- Born: Lima, Peru
- Occupation: Car designer
- Employers: Hyundai Motor Company; Volkswagen;
- [edit on Wikidata]

= Luc Donckerwolke =

Belgian car designer

Luc Donckerwolke (born 19 June 1965) is a Peruvian-Belgian automotive designer, president, and chief creative officer of the Hyundai Motor Group and the Genesis automotive brand. Prior to joining the Hyundai Motor Group, he was the design director at Volkswagen Group's Bentley, Lamborghini, Škoda, and Audi brands. In 2022, a jury panel of 102 journalists among 33 countries named Donckerwolke the "World Car Person of the Year" for significantly impacting the automotive industry.

==Background==
Donckerwolke was born in Lima, Peru, and educated in various South American and African countries before studying industrial engineering in Brussels and transportation design in Vevey, Switzerland.

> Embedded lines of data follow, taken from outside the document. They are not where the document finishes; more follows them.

//! Observation surface for renderers. The engine never calls an observer while stepping; callers
//! forward the events returned by each step, which lets them pace delivery however they like.

use crate::types::{Event, Halt, Symbol};

/// Receives the observable effects of a run.
///
/// Every method has an empty default, so an observer only implements what it displays.
pub trait Observer {
    /// A symbol was written into the cell at `index`.
    fn on_cell_changed(&mut self, _index: usize, _symbol: Symbol) {}

    /// The head moved to `index`.
    fn on_head_moved(&mut self, _index: usize) {}

    /// The run ended.
    fn on_halted(&mut self, _halt: &Halt) {}
}

impl Event {
    /// Delivers this event to the matching observer method.
    pub fn notify<O: Observer + ?Sized>(&self, observer: &mut O) {
        match self {
            Event::CellChanged { index, symbol } => observer.on_cell_changed(*index, *symbol),
            Event::HeadMoved { index } => observer.on_head_moved(*index),
            Event::Halted(halt) => observer.on_halted(halt),
        }
    }
}

/// Records every event, in delivery order.
impl Observer for Vec<Event> {
    fn on_cell_changed(&mut self, index: usize, symbol: Symbol) {
        self.push(Event::CellChanged { index, symbol });
    }

    fn on_head_moved(&mut self, index: usize) {
        self.push(Event::HeadMoved { index });
    }

    fn on_halted(&mut self, halt: &Halt) {
        self.push(Event::Halted(halt.clone()));
    }
}
use std::hash::{Hash, Hasher};

use anyhow::Result;
use prodrec_core::traits::Embedder;
use twox_hash::XxHash64;

/// Deterministic bag-of-tokens embedder.
///
/// Each whitespace token is hashed into one of `dim` buckets and the vector is
/// L2-normalized. Texts sharing tokens land close together, which is enough
/// for development, tests and small catalogues without model weights.
pub struct HashEmbedder { dim: usize }

impl HashEmbedder {
    pub fn new(dim: usize) -> Self { Self { dim: dim.max(1) } }

    pub fn embed_text(&self, text: &str) -> Vec<f32> {
        let mut v = vec![0f32; self.dim];
        for (i, token) in text.split_whitespace().enumerate() {
            let mut hasher = XxHash64::with_seed(0);
            token.hash(&mut hasher);
            let h = hasher.finish();
            let idx = (h as usize) % self.dim;
            let val = (((h >> 32) as u32) as f32) / (u32::MAX as f32);
            v[idx] += val + (i as f32 % 3.0) * 0.01;
        }
        let norm = (v.iter().map(|x| x * x).sum::<f32>()).sqrt().max(1e-6);
        for x in &mut v { *x /= norm; }
        v
    }
}

impl Embedder for HashEmbedder {
    fn dim(&self) -> usize { self.dim }

    fn embed_batch(&self, texts: &[String]) -> Result<Vec<Vec<f32>>> {
        Ok(texts.iter().map(|t| self.embed_text(t)).collect())
    }
}
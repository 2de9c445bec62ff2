use candle_core::{DType, Device, Tensor};
use prodrec_embed::pool::{l2_normalize, masked_mean};
use prodrec_embed::masked_mean_l2;

fn close(a: &[f32], b: &[f32]) -> bool {
    a.len() == b.len() && a.iter().zip(b).all(|(x, y)| (x - y).abs() < 1e-5)
}

#[test]
fn padding_tokens_do_not_contribute() {
    let dev = Device::Cpu;
    // token 1 is padding
    let hidden = Tensor::from_slice(&[1.0f32, 2.0, 3.0, 4.0, 50.0, 60.0, 70.0, 80.0], (1, 2, 4), &dev).unwrap();
    let mask = Tensor::from_slice(&[1u32, 0], (1, 2), &dev).unwrap();
    let pooled: Vec<Vec<f32>> = masked_mean_l2(&hidden, &mask).unwrap().to_vec2().unwrap();
    let norm = 30f32.sqrt();
    assert!(close(&pooled[0], &[1.0 / norm, 2.0 / norm, 3.0 / norm, 4.0 / norm]));
}

#[test]
fn mean_covers_every_kept_token() {
    let dev = Device::Cpu;
    let hidden = Tensor::from_slice(&[2.0f32, 0.0, 4.0, 2.0, 9.0, 9.0], (1, 3, 2), &dev).unwrap();
    let mask = Tensor::from_slice(&[1u32, 1, 0], (1, 3), &dev).unwrap();
    let mean: Vec<Vec<f32>> = masked_mean(&hidden, &mask).unwrap().to_vec2().unwrap();
    assert!(close(&mean[0], &[3.0, 1.0]));
}

#[test]
fn fully_masked_row_is_zero() {
    let dev = Device::Cpu;
    let hidden = Tensor::ones((1, 2, 3), DType::F32, &dev).unwrap();
    let mask = Tensor::zeros((1, 2), DType::U32, &dev).unwrap();
    let pooled: Vec<Vec<f32>> = masked_mean_l2(&hidden, &mask).unwrap().to_vec2().unwrap();
    assert!(close(&pooled[0], &[0.0, 0.0, 0.0]));
}

#[test]
fn normalized_rows_have_unit_length() {
    let dev = Device::Cpu;
    let rows = Tensor::from_slice(&[3.0f32, 4.0, 0.0, 5.0], (2, 2), &dev).unwrap();
    let out: Vec<Vec<f32>> = l2_normalize(&rows).unwrap().to_vec2().unwrap();
    assert!(close(&out[0], &[0.6, 0.8]));
    assert!(close(&out[1], &[0.0, 1.0]));
}

#[test]
fn rejects_mismatched_shapes() {
    let dev = Device::Cpu;
    let flat = Tensor::zeros((2, 4), DType::F32, &dev).unwrap();
    assert!(masked_mean_l2(&flat, &Tensor::ones((2, 1), DType::F32, &dev).unwrap()).is_err());
    let hidden = Tensor::zeros((1, 3, 4), DType::F32, &dev).unwrap();
    assert!(masked_mean(&hidden, &Tensor::ones((1, 2), DType::U32, &dev).unwrap()).is_err());
}
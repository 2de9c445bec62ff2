/// English stopwords, matching the NLTK `stopwords.words('english')` corpus.
pub const ENGLISH: &[&str] = &[
	"i", "me", "my", "myself", "we", "our", "ours", "ourselves", "you", "you're", "you've", "you'll", "you'd",
	"your", "yours", "yourself", "yourselves", "he", "him", "his", "himself", "she", "she's", "her", "hers",
	"herself", "it", "it's", "its", "itself", "they", "them", "their", "theirs", "themselves", "what", "which",
	"who", "whom", "this", "that", "that'll", "these", "those", "am", "is", "are", "was", "were", "be", "been",
	"being", "have", "has", "had", "having", "do", "does", "did", "doing", "a", "an", "the", "and", "but", "if",
	"or", "because", "as", "until", "while", "of", "at", "by", "for", "with", "about", "against", "between",
	"into", "through", "during", "before", "after", "above", "below", "to", "from", "up", "down", "in", "out",
	"on", "off", "over", "under", "again", "further", "then", "once", "here", "there", "when", "where", "why",
	"how", "all", "any", "both", "each", "few", "more", "most", "other", "some", "such", "no", "nor", "not",
	"only", "own", "same", "so", "than", "too", "very", "s", "t", "can", "will", "just", "don", "don't",
	"should", "should've", "now", "d", "ll", "m", "o", "re", "ve", "y", "ain", "aren", "aren't", "couldn",
	"couldn't", "didn", "didn't", "doesn", "doesn't", "hadn", "hadn't", "hasn", "hasn't", "haven", "haven't",
	"isn", "isn't", "ma", "mightn", "mightn't", "mustn", "mustn't", "needn", "needn't", "shan", "shan't",
	"shouldn", "shouldn't", "wasn", "wasn't", "weren", "weren't", "won", "won't", "wouldn", "wouldn't",
];
use anyhow::Result;
use std::cmp::Ordering;
use std::sync::Arc;

use prodrec_core::traits::{Embedder, MetaFilter, VectorStore, VectorStoreBuilder};
use prodrec_core::types::{DistanceMetric, ItemId, Meta, SearchHit};

use crate::distance::similarity;
use crate::{candidate_pool, check_parallel, embed_with_progress, filter_candidates};

#[derive(Debug, Clone)]
struct StoredItem {
    id: ItemId,
    text: String,
    metadata: Meta,
    vector: Vec<f32>,
}

/// Exact (flat) in-process store. Every search scans all stored vectors.
pub struct MemoryVectorStore {
    embedder: Arc<dyn Embedder>,
    metric: DistanceMetric,
    items: Vec<StoredItem>,
}

impl MemoryVectorStore {
    pub fn metric(&self) -> DistanceMetric { self.metric }

    pub fn ids(&self) -> impl Iterator<Item = &str> {
        self.items.iter().map(|item| item.id.as_str())
    }

    pub fn metadata(&self, id: &str) -> Option<&Meta> {
        self.items.iter().find(|item| item.id == id).map(|item| &item.metadata)
    }
}

impl VectorStore for MemoryVectorStore {
    fn len(&self) -> usize { self.items.len() }

    fn similarity_search(&self, query: &str, k: usize, fetch_k: usize, filter: Option<MetaFilter<'_>>) -> Result<Vec<SearchHit>> {
        let pool = candidate_pool(k, fetch_k, filter);
        if pool == 0 || k == 0 || self.items.is_empty() {
            return Ok(Vec::new());
        }
        let q = self.embedder.embed_query(query)?;
        let mut scored: Vec<(usize, f32)> = self
            .items
            .iter()
            .enumerate()
            .map(|(i, item)| (i, similarity(self.metric, &q, &item.vector)))
            .collect();
        // stable: equal scores keep insertion order
        scored.sort_by(|a, b| b.1.partial_cmp(&a.1).unwrap_or(Ordering::Equal));
        let candidates = scored
            .into_iter()
            .take(pool)
            .map(|(i, score)| {
                let item = &self.items[i];
                SearchHit { id: item.id.clone(), text: item.text.clone(), metadata: item.metadata.clone(), score }
            })
            .collect();
        let hits = filter_candidates(candidates, k, filter);
        tracing::debug!(pool, returned = hits.len(), "memory similarity search");
        Ok(hits)
    }
}

#[derive(Debug, Clone, Copy, Default)]
pub struct MemoryStoreBuilder {
    pub metric: DistanceMetric,
}

impl MemoryStoreBuilder {
    pub fn new(metric: DistanceMetric) -> Self { Self { metric } }
}

impl VectorStoreBuilder for MemoryStoreBuilder {
    type Store = MemoryVectorStore;

    fn build(&self, texts: &[String], embedder: Arc<dyn Embedder>, metadatas: Vec<Meta>, ids: Vec<ItemId>) -> Result<MemoryVectorStore> {
        check_parallel(texts.len(), metadatas.len(), ids.len())?;
        let vectors = embed_with_progress(embedder.as_ref(), texts)?;
        let items = ids
            .into_iter()
            .zip(texts.iter().cloned())
            .zip(metadatas)
            .zip(vectors)
            .map(|(((id, text), metadata), vector)| StoredItem { id, text, metadata, vector })
            .collect::<Vec<_>>();
        tracing::info!(items = items.len(), metric = ?self.metric, "built in-memory vector store");
        Ok(MemoryVectorStore { embedder, metric: self.metric, items })
    }
}
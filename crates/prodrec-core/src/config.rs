//! Lightweight configuration loader and path helpers.
//!
//! Uses Figment to merge `config.toml` + `config.<env>.toml` + `PRODREC_*` env
//! vars (nested keys separated by `__`, e.g. `PRODREC_STORE__BACKEND=lance`).
//! Relative paths in the config resolve against the config file's directory.

use figment::{
    providers::{Env, Format, Serialized, Toml},
    Figment,
};
use serde::{Deserialize, Serialize};
use std::env;
use std::path::{Path, PathBuf};

use crate::types::{DistanceMetric, BRAND, DISCOUNTED_PRICE, PID, PRODUCT_CATEGORY_TREE, PRODUCT_NAME};

pub struct Config {
    figment: Figment,
    base_dir: PathBuf,
}

#[derive(Debug, Clone, Default, Serialize, Deserialize)]
#[serde(default)]
pub struct Settings {
    pub data: DataSettings,
    pub recommender: RecommenderSettings,
    pub embedding: EmbeddingSettings,
    pub store: StoreSettings,
}

#[derive(Debug, Clone, Serialize, Deserialize)]
#[serde(default)]
pub struct DataSettings {
    pub dataset: String,
    pub metadata_columns: Vec<String>,
    /// When non-empty, `combined_text` is rebuilt from these columns on load.
    pub combine_columns: Vec<String>,
}

impl Default for DataSettings {
    fn default() -> Self {
        Self {
            dataset: "data/products.csv".to_string(),
            metadata_columns: [PID, PRODUCT_NAME, PRODUCT_CATEGORY_TREE, DISCOUNTED_PRICE, BRAND]
                .into_iter()
                .map(str::to_string)
                .collect(),
            combine_columns: Vec::new(),
        }
    }
}

#[derive(Debug, Clone, Serialize, Deserialize)]
#[serde(default)]
pub struct RecommenderSettings {
    pub k: usize,
}

impl Default for RecommenderSettings {
    fn default() -> Self { Self { k: 10 } }
}

#[derive(Debug, Clone, Copy, Default, PartialEq, Eq, Serialize, Deserialize)]
#[serde(rename_all = "lowercase")]
pub enum EmbeddingProvider {
    #[default]
    Hash,
    Model,
}

#[derive(Debug, Clone, Serialize, Deserialize)]
#[serde(default)]
pub struct EmbeddingSettings {
    pub provider: EmbeddingProvider,
    pub dim: usize,
    pub model_dir: String,
    pub max_len: usize,
}

impl Default for EmbeddingSettings {
    fn default() -> Self {
        Self { provider: EmbeddingProvider::Hash, dim: 384, model_dir: "~/models/bge-m3".to_string(), max_len: 256 }
    }
}

#[derive(Debug, Clone, Copy, Default, PartialEq, Eq, Serialize, Deserialize)]
#[serde(rename_all = "lowercase")]
pub enum StoreBackend {
    #[default]
    Memory,
    Lance,
}

#[derive(Debug, Clone, Serialize, Deserialize)]
#[serde(default)]
pub struct StoreSettings {
    pub backend: StoreBackend,
    pub metric: DistanceMetric,
    pub lance_dir: String,
    pub table: String,
}

impl Default for StoreSettings {
    fn default() -> Self {
        Self {
            backend: StoreBackend::Memory,
            metric: DistanceMetric::L2,
            lance_dir: "data/lancedb".to_string(),
            table: "products".to_string(),
        }
    }
}

impl Config {
    pub fn load() -> anyhow::Result<Self> {
        Self::load_from(Path::new("config.toml"))
    }

    pub fn load_from(path: &Path) -> anyhow::Result<Self> {
        let env_name = env::var("RUST_ENV").unwrap_or_else(|_| "dev".to_string());
        let base_dir = path.parent().map(Path::to_path_buf).unwrap_or_default();

        let mut figment = Figment::from(Serialized::defaults(Settings::default())).merge(Toml::file(path));
        let overlay = match env_name.as_str() {
            "dev" | "development" => Some("config.dev.toml"),
            "prod" | "production" => Some("config.prod.toml"),
            "test" | "testing" => Some("config.test.toml"),
            _ => None,
        };
        if let Some(file) = overlay {
            figment = figment.merge(Toml::file(base_dir.join(file)));
        }
        figment = figment.merge(Env::prefixed("PRODREC_").split("__"));

        let config = Self { figment, base_dir };
        config.validate_for_env(&env_name)?;
        Ok(config)
    }

    pub fn from_figment(figment: Figment, base_dir: PathBuf) -> Self {
        Self { figment, base_dir }
    }

    pub fn get<T>(&self, key: &str) -> anyhow::Result<T>
    where
        T: serde::de::DeserializeOwned,
    {
        self.figment
            .extract_inner(key)
            .map_err(|e| anyhow::anyhow!("Failed to get '{}': {}", key, e))
    }

    pub fn settings(&self) -> anyhow::Result<Settings> {
        self.figment
            .extract()
            .map_err(|e| anyhow::anyhow!("Failed to read settings: {}", e))
    }

    /// Resolve a configured path against the config file's directory.
    pub fn resolve<S: AsRef<str>>(&self, p: S) -> PathBuf {
        resolve_with_base(&self.base_dir, p)
    }

    fn validate_for_env(&self, env: &str) -> anyhow::Result<()> {
        let settings = self.settings()?;
        if settings.embedding.dim == 0 {
            anyhow::bail!("embedding.dim must be greater than zero");
        }
        if settings.store.table.trim().is_empty() {
            anyhow::bail!("store.table must not be empty");
        }
        match env {
            "prod" | "production" if settings.embedding.provider == EmbeddingProvider::Hash => {
                tracing::warn!("hash embeddings are configured for a production environment");
            }
            _ => {}
        }
        Ok(())
    }
}

/// Expand a user-provided path string:
/// - Expands leading '~' to the user's home directory
/// - Expands ${VAR} and $VAR environment variables
/// - Returns a PathBuf without attempting to canonicalize
pub fn expand_path<S: AsRef<str>>(input: S) -> PathBuf {
    let s = input.as_ref();
    let expanded_env = shellexpand::env(s).unwrap_or(std::borrow::Cow::Borrowed(s));
    let expanded = shellexpand::tilde(&expanded_env);
    PathBuf::from(expanded.as_ref())
}

/// Resolve a possibly relative path against a given base directory after expansion.
/// If `p` is absolute, it's returned as-is; otherwise `base.join(p)` is returned.
pub fn resolve_with_base<S: AsRef<str>>(base: &Path, p: S) -> PathBuf {
    let p = expand_path(p);
    if p.is_absolute() { p } else { base.join(p) }
}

He has a residence in Germany and in Brussels. His hobbies include motor racing, old cars, foreign cultures and learning languages. He speaks Dutch, Italian, French, Spanish, English, German, Korean, Mandarin, Japanese and Swahili.

==Career==
Donckerwolke began his design career in 1990 with Peugeot in France. In 1992 he moved to Ingolstadt for a two-year stint at Audi Design. He spent 1994 to 1996 working at the Škoda Design Center in Mlada Boleslav, in the Czech Republic, where he contributed to the 1996 Škoda Octavia and 1999 Škoda Fabia.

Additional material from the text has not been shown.